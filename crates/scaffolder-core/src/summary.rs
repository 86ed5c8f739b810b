//! Text shown after a run: next-step commands and the module resolution tip

use crate::config::Variant;
use std::path::Path;

/// Commands to get the generated project running
pub fn next_steps(root: &Path, current_dir: Option<&Path>) -> Vec<String> {
    let cd_target = match (root.parent(), root.file_name()) {
        (Some(parent), Some(name)) if Some(parent) == current_dir => {
            name.to_string_lossy().into_owned()
        }
        _ => root.display().to_string(),
    };

    vec![
        format!("cd {}", cd_target),
        "npm install".to_string(),
        "npm run dev".to_string(),
    ]
}

/// How imports between generated files resolve for a variant
pub fn module_tip(variant: Variant) -> &'static str {
    match variant {
        Variant::Typed => {
            "TypeScript compiles to CommonJS and resolves imports without file extensions."
        }
        Variant::Untyped => {
            "Native ES modules (\"type\": \"module\") need explicit '.js' extensions in imports."
        }
    }
}
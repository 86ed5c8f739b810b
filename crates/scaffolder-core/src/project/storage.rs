//! Storage capability used by the materializer
//!
//! The generation core never touches the file system directly. It goes
//! through [`Storage`], backed by [`LocalStorage`] for real runs and by
//! [`MemoryStorage`] for tests and dry runs.

use std::cell::RefCell;
use std::collections::{BTreeMap, BTreeSet};
use std::io;
use std::path::{Path, PathBuf};

/// File-system primitives the materializer needs
pub trait Storage {
    /// Whether anything exists at `path`
    fn exists(&self, path: &Path) -> bool;

    /// Create `path` and any missing parents
    fn create_dir_all(&self, path: &Path) -> io::Result<()>;

    /// Create or replace a file; the parent directory must exist
    fn write(&self, path: &Path, contents: &str) -> io::Result<()>;
}

/// The real file system
#[derive(Debug, Clone, Copy, Default)]
pub struct LocalStorage;

impl Storage for LocalStorage {
    fn exists(&self, path: &Path) -> bool {
        // Dangling symlinks count as taken
        std::fs::symlink_metadata(path).is_ok()
    }

    fn create_dir_all(&self, path: &Path) -> io::Result<()> {
        std::fs::create_dir_all(path)
    }

    fn write(&self, path: &Path, contents: &str) -> io::Result<()> {
        std::fs::write(path, contents)
    }
}

/// One recorded storage call
#[derive(Debug, Clone, PartialEq, Eq)]
pub enum StorageOp {
    CreateDir(PathBuf),
    Write(PathBuf),
}

/// In-memory storage that records every call, in order
#[derive(Debug, Default)]
pub struct MemoryStorage {
    directories: RefCell<BTreeSet<PathBuf>>,
    files: RefCell<BTreeMap<PathBuf, String>>,
    operations: RefCell<Vec<StorageOp>>,
    fail_on: Option<PathBuf>,
}

impl MemoryStorage {
    pub fn new() -> Self {
        Self::default()
    }

    /// Pretend a directory already exists, without recording an operation
    pub fn with_directory(self, path: impl Into<PathBuf>) -> Self {
        self.directories.borrow_mut().insert(path.into());
        self
    }

    /// Make any write or create at `path` fail
    pub fn failing_on(mut self, path: impl Into<PathBuf>) -> Self {
        self.fail_on = Some(path.into());
        self
    }

    pub fn file(&self, path: &Path) -> Option<String> {
        self.files.borrow().get(path).cloned()
    }

    /// Paths of all written files, sorted
    pub fn file_paths(&self) -> Vec<PathBuf> {
        self.files.borrow().keys().cloned().collect()
    }

    pub fn operations(&self) -> Vec<StorageOp> {
        self.operations.borrow().clone()
    }

    fn check_failure(&self, path: &Path) -> io::Result<()> {
        match &self.fail_on {
            Some(failing) if failing == path => Err(io::Error::new(
                io::ErrorKind::PermissionDenied,
                format!("simulated failure at {}", path.display()),
            )),
            _ => Ok(()),
        }
    }
}

impl Storage for MemoryStorage {
    fn exists(&self, path: &Path) -> bool {
        self.directories
            .borrow()
            .iter()
            .chain(self.files.borrow().keys())
            .any(|p| p.starts_with(path))
    }

    fn create_dir_all(&self, path: &Path) -> io::Result<()> {
        self.check_failure(path)?;
        let mut directories = self.directories.borrow_mut();
        for ancestor in path.ancestors() {
            if ancestor.as_os_str().is_empty() {
                break;
            }
            directories.insert(ancestor.to_path_buf());
        }
        self.operations
            .borrow_mut()
            .push(StorageOp::CreateDir(path.to_path_buf()));
        Ok(())
    }

    fn write(&self, path: &Path, contents: &str) -> io::Result<()> {
        self.check_failure(path)?;
        let parent_exists = path
            .parent()
            .map_or(true, |p| p.as_os_str().is_empty() || self.directories.borrow().contains(p));
        if !parent_exists {
            return Err(io::Error::new(
                io::ErrorKind::NotFound,
                format!("parent directory of {} does not exist", path.display()),
            ));
        }
        self.files
            .borrow_mut()
            .insert(path.to_path_buf(), contents.to_string());
        self.operations
            .borrow_mut()
            .push(StorageOp::Write(path.to_path_buf()));
        Ok(())
    }
}

#[cfg(test)]
mod tests {
    use super::*;

    #[test]
    fn test_memory_write_requires_parent() {
        let storage = MemoryStorage::new();
        let err = storage.write(Path::new("app/src/index.js"), "").unwrap_err();
        assert_eq!(err.kind(), io::ErrorKind::NotFound);

        storage.create_dir_all(Path::new("app/src")).unwrap();
        storage.write(Path::new("app/src/index.js"), "x").unwrap();
        assert_eq!(storage.file(Path::new("app/src/index.js")).as_deref(), Some("x"));
        assert!(storage.exists(Path::new("app")));
    }

    #[test]
    fn test_memory_seeded_directory_exists() {
        let storage = MemoryStorage::new().with_directory("taken");
        assert!(storage.exists(Path::new("taken")));
        assert!(!storage.exists(Path::new("free")));
        assert!(storage.operations().is_empty());
    }

    #[test]
    fn test_memory_failure_injection() {
        let storage = MemoryStorage::new().failing_on("out/src");
        assert!(storage.create_dir_all(Path::new("out/src")).is_err());
        assert!(storage.create_dir_all(Path::new("out/other")).is_ok());
    }

    #[cfg(unix)]
    #[test]
    fn test_local_storage_sees_dangling_symlink() {
        let dir = tempfile::tempdir().unwrap();
        let link = dir.path().join("demo");
        std::os::unix::fs::symlink(dir.path().join("missing"), &link).unwrap();
        assert!(LocalStorage.exists(&link));
    }

    #[test]
    fn test_local_storage_round_trip() {
        let dir = tempfile::tempdir().unwrap();
        let nested = dir.path().join("a/b");
        LocalStorage.create_dir_all(&nested).unwrap();
        LocalStorage.write(&nested.join("f.txt"), "hello").unwrap();
        assert!(LocalStorage.exists(&nested.join("f.txt")));
        assert_eq!(std::fs::read_to_string(nested.join("f.txt")).unwrap(), "hello");
    }
}
//! CLI prompts using cliclack (Charm-style inline prompts)
//!
//! This module is optional and only available when the `tui` feature is enabled.

#[cfg(feature = "tui")]
mod prompts;

#[cfg(feature = "tui")]
pub use prompts::{run, CreateArgs};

Action item => Output every record in full, exactly as it was given.

Answer box =>
filename crates/scaffolder-core/src/summary.rs
repository 86ed5c8f739b810b
//! Text shown after a run: next-step commands and the module resolution tip

use crate::config::Variant;
use std::path::Path;

/// Commands to get the generated project running
pub fn next_steps(root: &Path, current_dir: Option<&Path>) -> Vec<String> {
    let cd_target = match (root.parent(), root.file_name()) {
        (Some(parent), Some(name)) if Some(parent) == current_dir => {
            name.to_string_lossy().into_owned()
        }
        _ => root.display().to_string(),
    };

    vec![
        format!("cd {}", cd_target),
        "npm install".to_string(),
        "npm run dev".to_string(),
    ]
}

/// How imports between generated files resolve for a variant
pub fn module_tip(variant: Variant) -> &'static str {
    match variant {
        Variant::Typed => {
            "TypeScript compiles to CommonJS and resolves imports without file extensions."
        }
        Variant::Untyped => {
            "Native ES modules (\"type\": \"module\") need explicit '.js' extensions in imports."
        }
    }
}
repository 86ed5c8f739b810b
filename crates/scaffolder-core/src/project/storage.rs
//! Storage capability used by the materializer
//!
//! The generation core never touches the file system directly. It goes
//! through [`Storage`], backed by [`LocalStorage`] for real runs and by
//! [`MemoryStorage`] for tests and dry runs.

use std::cell::RefCell;
use std::collections::{BTreeMap, BTreeSet};
use std::io;
use std::path::{Path, PathBuf};

/// File-system primitives the materializer needs
pub trait Storage {
    /// Whether anything exists at `path`
    fn exists(&self, path: &Path) -> bool;

    /// Create `path` and any missing parents
    fn create_dir_all(&self, path: &Path) -> io::Result<()>;

    /// Create or replace a file; the parent directory must exist
    fn write(&self, path: &Path, contents: &str) -> io::Result<()>;
}

/// The real file system
#[derive(Debug, Clone, Copy, Default)]
pub struct LocalStorage;

impl Storage for LocalStorage {
    fn exists(&self, path: &Path) -> bool {
        // Dangling symlinks count as taken
        std::fs::symlink_metadata(path).is_ok()
    }

    fn create_dir_all(&self, path: &Path) -> io::Result<()> {
        std::fs::create_dir_all(path)
    }

    fn write(&self, path: &Path, contents: &str) -> io::Result<()> {
        std::fs::write(path, contents)
    }
}

/// One recorded storage call
#[derive(Debug, Clone, PartialEq, Eq)]
pub enum StorageOp {
    CreateDir(PathBuf),
    Write(PathBuf),
}

/// In-memory storage that records every call, in order
#[derive(Debug, Default)]
pub struct MemoryStorage {
    directories: RefCell<BTreeSet<PathBuf>>,
    files: RefCell<BTreeMap<PathBuf, String>>,
    operations: RefCell<Vec<StorageOp>>,
    fail_on: Option<PathBuf>,
}

impl MemoryStorage {
    pub fn new() -> Self {
        Self::default()
    }

    /// Pretend a directory already exists, without recording an operation
    pub fn with_directory(self, path: impl Into<PathBuf>) -> Self {
        self.directories.borrow_mut().insert(path.into());
        self
    }

    /// Make any write or create at `path` fail
    pub fn failing_on(mut self, path: impl Into<PathBuf>) -> Self {
        self.fail_on = Some(path.into());
        self
    }

    pub fn file(&self, path: &Path) -> Option<String> {
        self.files.borrow().get(path).cloned()
    }

    /// Paths of all written files, sorted
    pub fn file_paths(&self) -> Vec<PathBuf> {
        self.files.borrow().keys().cloned().collect()
    }

    pub fn operations(&self) -> Vec<StorageOp> {
        self.operations.borrow().clone()
    }

    fn check_failure(&self, path: &Path) -> io::Result<()> {
        match &self.fail_on {
            Some(failing) if failing == path => Err(io::Error::new(
                io::ErrorKind::PermissionDenied,
                format!("simulated failure at {}", path.display()),
            )),
            _ => Ok(()),
        }
    }
}

impl Storage for MemoryStorage {
    fn exists(&self, path: &Path) -> bool {
        self.directories
            .borrow()
            .iter()
            .chain(self.files.borrow().keys())
            .any(|p| p.starts_with(path))
    }

    fn create_dir_all(&self, path: &Path) -> io::Result<()> {
        self.check_failure(path)?;
        let mut directories = self.directories.borrow_mut();
        for ancestor in path.ancestors() {
            if ancestor.as_os_str().is_empty() {
                break;
            }
            directories.insert(ancestor.to_path_buf());
        }
        self.operations
            .borrow_mut()
            .push(StorageOp::CreateDir(path.to_path_buf()));
        Ok(())
    }

    fn write(&self, path: &Path, contents: &str) -> io::Result<()> {
        self.check_failure(path)?;
        let parent_exists = path
            .parent()
            .map_or(true, |p| p.as_os_str().is_empty() || self.directories.borrow().contains(p));
        if !parent_exists {
            return Err(io::Error::new(
                io::ErrorKind::NotFound,
                format!("parent directory of {} does not exist", path.display()),
            ));
        }
        self.files
            .borrow_mut()
            .insert(path.to_path_buf(), contents.to_string());
        self.operations
            .borrow_mut()
            .push(StorageOp::Write(path.to_path_buf()));
        Ok(())
    }
}

#[cfg(test)]
mod tests {
    use super::*;

    #[test]
    fn test_memory_write_requires_parent() {
        let storage = MemoryStorage::new();
        let err = storage.write(Path::new("app/src/index.js"), "").unwrap_err();
        assert_eq!(err.kind(), io::ErrorKind::NotFound);

        storage.create_dir_all(Path::new("app/src")).unwrap();
        storage.write(Path::new("app/src/index.js"), "x").unwrap();
        assert_eq!(storage.file(Path::new("app/src/index.js")).as_deref(), Some("x"));
        assert!(storage.exists(Path::new("app")));
    }

    #[test]
    fn test_memory_seeded_directory_exists() {
        let storage = MemoryStorage::new().with_directory("taken");
        assert!(storage.exists(Path::new("taken")));
        assert!(!storage.exists(Path::new("free")));
        assert!(storage.operations().is_empty());
    }

    #[test]
    fn test_memory_failure_injection() {
        let storage = MemoryStorage::new().failing_on("out/src");
        assert!(storage.create_dir_all(Path::new("out/src")).is_err());
        assert!(storage.create_dir_all(Path::new("out/other")).is_ok());
    }

    #[cfg(unix)]
    #[test]
    fn test_local_storage_sees_dangling_symlink() {
        let dir = tempfile::tempdir().unwrap();
        let link = dir.path().join("demo");
        std::os::unix::fs::symlink(dir.path().join("missing"), &link).unwrap();
        assert!(LocalStorage.exists(&link));
    }

    #[test]
    fn test_local_storage_round_trip() {
        let dir = tempfile::tempdir().unwrap();
        let nested = dir.path().join("a/b");
        LocalStorage.create_dir_all(&nested).unwrap();
        LocalStorage.write(&nested.join("f.txt"), "hello").unwrap();
        assert!(LocalStorage.exists(&nested.join("f.txt")));
        assert_eq!(std::fs::read_to_string(nested.join("f.txt")).unwrap(), "hello");
    }
}
//! CLI prompts using cliclack (Charm-style inline prompts)
//!
//! This module is optional and only available when the `tui` feature is enabled.

#[cfg(feature = "tui")]
mod prompts;

#[cfg(feature = "tui")]
pub use prompts::{run, CreateArgs};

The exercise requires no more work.